OBJECTIVE To assess the relationship between observable patient and doctor verbal and non-verbal behaviors and the degree of enablement in consultations according to the Patient Enablement Instrument (PEI) (a patient-reported consultation outcome measure). METHODS We analyzed 88 recorded routine primary care consultations. Verbal and non-verbal communications were analyzed using the Roter Interaction Analysis System (RIAS) and the Medical Interaction Process System, respectively. Consultations were categorized as patient- or doctor-centered and by whether the patient or doctor was verbally dominant using the RIAS categorizations. RESULTS Consultations that were regarded as patient-centered or verbally dominated by the patient on RIAS coding were considered enabling. Socio-emotional interchange (agreements, approvals, laughter, legitimization) was associated with enablement. These features, together with task-related behavior explain up to 33% of the variance of enablement, leaving 67% unexplained.

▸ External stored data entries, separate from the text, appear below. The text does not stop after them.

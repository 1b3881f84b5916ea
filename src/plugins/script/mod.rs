//! Script provider, run on the program generated from the component's
//! `<script>` block.
//!
//! The generated program is a fragment whose mapper chains the transpiler's
//! source map onto the slice of the `<script>` block, so every position the
//! provider produces lands back in the component file.

mod transpile;

use std::ops::Range;
use std::sync::{Arc, LazyLock};

use regex::Regex;
use tower_lsp::lsp_types::{
    CompletionItem, CompletionItemKind, CompletionList, CompletionTextEdit, Hover, HoverContents,
    Location, LocationLink, MarkupContent, MarkupKind, Position, SymbolInformation, SymbolKind,
    TextEdit,
};
use tracing::{debug, warn};

use crate::document::{Document, DocumentEvent, LineIndex, Phase, TagInfo, VersionedCache};
use crate::error::Result;
use crate::host::{wrap_fragment_provider, Capability, FragmentSelector, PluginHandle, Provider, Section};
use crate::mapping::{Fragment, FragmentMapper, SourceMapDocumentMapper, TextDocument};

pub use transpile::{ScriptTranspiler, TranspileOutput, HEADER};

const CAPABILITIES: &[Capability] = &[
    Capability::Hover,
    Capability::Completions,
    Capability::DocumentSymbols,
    Capability::Definitions,
];

static DECLARATION: LazyLock<Regex> = LazyLock::new(|| {
    Regex::new(r"\b(let|const|var|function|class)\s+([A-Za-z_$][\w$]*)").unwrap()
});

type GeneratedCache = VersionedCache<Option<Fragment>>;

/// The script provider wired onto the generated program of each document.
pub fn script_provider() -> Arc<dyn Provider> {
    let selector = GeneratedScriptSelector::new();
    let provider = ScriptProvider::new(selector.cache());
    wrap_fragment_provider(provider, selector)
}

/// Selects the instance script (or, failing that, the module script) and
/// transpiles it. The result is cached per document version; a failed
/// transpile caches `None` so the next version retries.
#[derive(Default)]
pub struct GeneratedScriptSelector {
    transpiler: ScriptTranspiler,
    cache: Arc<GeneratedCache>,
}

impl GeneratedScriptSelector {
    pub fn new() -> Self {
        Self::default()
    }

    fn cache(&self) -> Arc<GeneratedCache> {
        Arc::clone(&self.cache)
    }

    fn build(&self, document: &Document) -> Option<Fragment> {
        let tag = document
            .script_info()
            .or_else(|| document.module_script_info())?;
        match self.generate(document, tag) {
            Ok(fragment) => Some(fragment),
            Err(err) => {
                warn!(uri = %document.uri(), version = document.version(), error = %err, "omitting generated script");
                None
            }
        }
    }

    fn generate(&self, document: &Document, tag: &TagInfo) -> Result<Fragment> {
        let output = self.transpiler.transpile(&tag.content)?;
        let slice = FragmentMapper::new(
            Arc::clone(document.line_index()),
            tag,
            document.uri().clone(),
        );
        let generated = Arc::new(LineIndex::new(output.code));
        let mapper = SourceMapDocumentMapper::new(
            Arc::clone(&generated),
            Arc::clone(slice.fragment_index()),
            &output.mappings,
            Arc::new(slice),
        )?;
        debug!(uri = %document.uri(), version = document.version(), "generated script");
        Ok(Fragment::generated(
            document,
            tag,
            generated.shared_source(),
            Arc::new(mapper),
        ))
    }
}

impl FragmentSelector for GeneratedScriptSelector {
    fn select(&self, document: &Document) -> Option<Fragment> {
        let fragment = self
            .cache
            .get_or_insert_with(document.uri(), document.version(), || self.build(document));
        (*fragment).clone()
    }
}

#[derive(Debug, Clone, Copy, PartialEq, Eq)]
enum DeclarationKind {
    Let,
    Const,
    Var,
    Function,
    Class,
}

impl DeclarationKind {
    fn parse(keyword: &str) -> Option<Self> {
        Some(match keyword {
            "let" => Self::Let,
            "const" => Self::Const,
            "var" => Self::Var,
            "function" => Self::Function,
            "class" => Self::Class,
            _ => return None,
        })
    }

    fn symbol_kind(self) -> SymbolKind {
        match self {
            Self::Let | Self::Var => SymbolKind::VARIABLE,
            Self::Const => SymbolKind::CONSTANT,
            Self::Function => SymbolKind::FUNCTION,
            Self::Class => SymbolKind::CLASS,
        }
    }

    fn completion_kind(self) -> CompletionItemKind {
        match self {
            Self::Let | Self::Var => CompletionItemKind::VARIABLE,
            Self::Const => CompletionItemKind::CONSTANT,
            Self::Function => CompletionItemKind::FUNCTION,
            Self::Class => CompletionItemKind::CLASS,
        }
    }
}

/// A top-level-looking declaration in the generated program.
#[derive(Debug, Clone, PartialEq, Eq)]
pub struct Declaration {
    kind: DeclarationKind,
    name: String,
    /// Span of the name.
    name_span: Range<usize>,
    /// Span from the keyword to the end of its line.
    span: Range<usize>,
}

fn is_identifier_char(c: char) -> bool {
    c.is_alphanumeric() || c == '_' || c == '$'
}

fn identifier_at(text: &str, offset: usize) -> Option<Range<usize>> {
    let start = text[..offset]
        .rfind(|c: char| !is_identifier_char(c))
        .map_or(0, |p| p + 1);
    let end = text[offset..]
        .find(|c: char| !is_identifier_char(c))
        .map_or(text.len(), |p| offset + p);
    (start < end).then_some(start..end)
}

/// Declarations outside of line comments, in source order.
fn declarations(text: &str) -> Vec<Declaration> {
    DECLARATION
        .captures_iter(text)
        .filter_map(|caps| {
            let keyword = caps.get(1)?;
            let name = caps.get(2)?;
            let line_start = text[..keyword.start()].rfind('\n').map_or(0, |p| p + 1);
            if text[line_start..keyword.start()].contains("//") {
                return None;
            }
            let line_end = text[keyword.start()..]
                .find('\n')
                .map_or(text.len(), |p| keyword.start() + p);
            Some(Declaration {
                kind: DeclarationKind::parse(keyword.as_str())?,
                name: name.as_str().to_string(),
                name_span: name.range(),
                span: keyword.start()..line_end,
            })
        })
        .collect()
}

/// Declaration intelligence over the generated program.
pub struct ScriptProvider {
    declarations: Arc<VersionedCache<Vec<Declaration>>>,
    generated: Arc<GeneratedCache>,
}

impl ScriptProvider {
    fn new(generated: Arc<GeneratedCache>) -> Self {
        Self {
            declarations: Arc::new(VersionedCache::new()),
            generated,
        }
    }

    fn declarations(&self, fragment: &Fragment) -> Arc<Vec<Declaration>> {
        self.declarations
            .get_or_insert_with(fragment.uri(), fragment.version(), || {
                declarations(fragment.text())
            })
    }

    /// The identifier under `position` and the declaration it names.
    fn resolve(&self, fragment: &Fragment, position: Position) -> Option<(Range<usize>, Declaration)> {
        let text = fragment.text();
        let word = identifier_at(text, fragment.offset_at(position))?;
        let declaration = self
            .declarations(fragment)
            .iter()
            .find(|d| d.name == text[word.clone()])
            .cloned()?;
        Some((word, declaration))
    }
}

#[tower_lsp::async_trait]
impl Provider<Fragment> for ScriptProvider {
    fn name(&self) -> &'static str {
        "script"
    }

    fn section(&self) -> Section {
        Section::Typescript
    }

    fn capabilities(&self) -> &[Capability] {
        CAPABILITIES
    }

    fn on_register(&self, host: &dyn PluginHandle<Fragment>) {
        let declarations = Arc::clone(&self.declarations);
        let generated = Arc::clone(&self.generated);
        host.on(
            DocumentEvent::Close,
            Phase::Post,
            Arc::new(move |fragment: &Fragment| {
                declarations.remove(fragment.uri());
                generated.remove(fragment.uri());
            }),
        );
    }

    async fn hover(&self, fragment: &Fragment, position: Position) -> Result<Option<Hover>> {
        let Some((word, declaration)) = self.resolve(fragment, position) else {
            return Ok(None);
        };
        let statement = fragment.text()[declaration.span].trim_end();
        Ok(Some(Hover {
            contents: HoverContents::Markup(MarkupContent {
                kind: MarkupKind::Markdown,
                value: format!("```ts\n{statement}\n```"),
            }),
            range: Some(fragment.line_index().span_to_range(&word)),
        }))
    }

    async fn completions(
        &self,
        fragment: &Fragment,
        position: Position,
        trigger: Option<String>,
    ) -> Result<Option<CompletionList>> {
        // Member access needs type information.
        if trigger.as_deref() == Some(".") {
            return Ok(None);
        }
        let text = fragment.text();
        let offset = fragment.offset_at(position);
        let start = text[..offset]
            .rfind(|c: char| !is_identifier_char(c))
            .map_or(0, |p| p + 1);
        let prefix = &text[start..offset];
        let range = fragment.line_index().span_to_range(&(start..offset));

        let mut items: Vec<CompletionItem> = Vec::new();
        for declaration in self.declarations(fragment).iter() {
            if !declaration.name.starts_with(prefix)
                || items.iter().any(|item| item.label == declaration.name)
            {
                continue;
            }
            items.push(CompletionItem {
                label: declaration.name.clone(),
                kind: Some(declaration.kind.completion_kind()),
                text_edit: Some(CompletionTextEdit::Edit(TextEdit {
                    range,
                    new_text: declaration.name.clone(),
                })),
                ..Default::default()
            });
        }

        Ok(Some(CompletionList {
            is_incomplete: false,
            items,
        }))
    }

    async fn document_symbols(&self, fragment: &Fragment) -> Result<Vec<SymbolInformation>> {
        let index = fragment.line_index();
        #[allow(deprecated)]
        let symbols = self
            .declarations(fragment)
            .iter()
            .map(|declaration| SymbolInformation {
                name: declaration.name.clone(),
                kind: declaration.kind.symbol_kind(),
                tags: None,
                deprecated: None,
                location: Location::new(
                    fragment.uri().clone(),
                    index.span_to_range(&declaration.name_span),
                ),
                container_name: None,
            })
            .collect();
        Ok(symbols)
    }

    async fn definitions(&self, fragment: &Fragment, position: Position) -> Result<Vec<LocationLink>> {
        let Some((word, declaration)) = self.resolve(fragment, position) else {
            return Ok(Vec::new());
        };
        let index = fragment.line_index();
        Ok(vec![LocationLink {
            origin_selection_range: Some(index.span_to_range(&word)),
            target_uri: fragment.uri().clone(),
            target_range: index.span_to_range(&declaration.span),
            target_selection_range: index.span_to_range(&declaration.name_span),
        }])
    }
}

Thus, enablement appears to include aspects beyond those expressed as observable behavior. CONCLUSION For enablement consultations should be patient-centered and doctors should facilitate socio-emotional interchange. Observable behavior included in communication skills training probably contributes to only about a third of the factors that engender enablement in consultations. PRACTICE IMPLICATIONS To support patient enablement in consultations, clinicians should focus on agreements, approvals and legitimization whilst attending to patient agendas.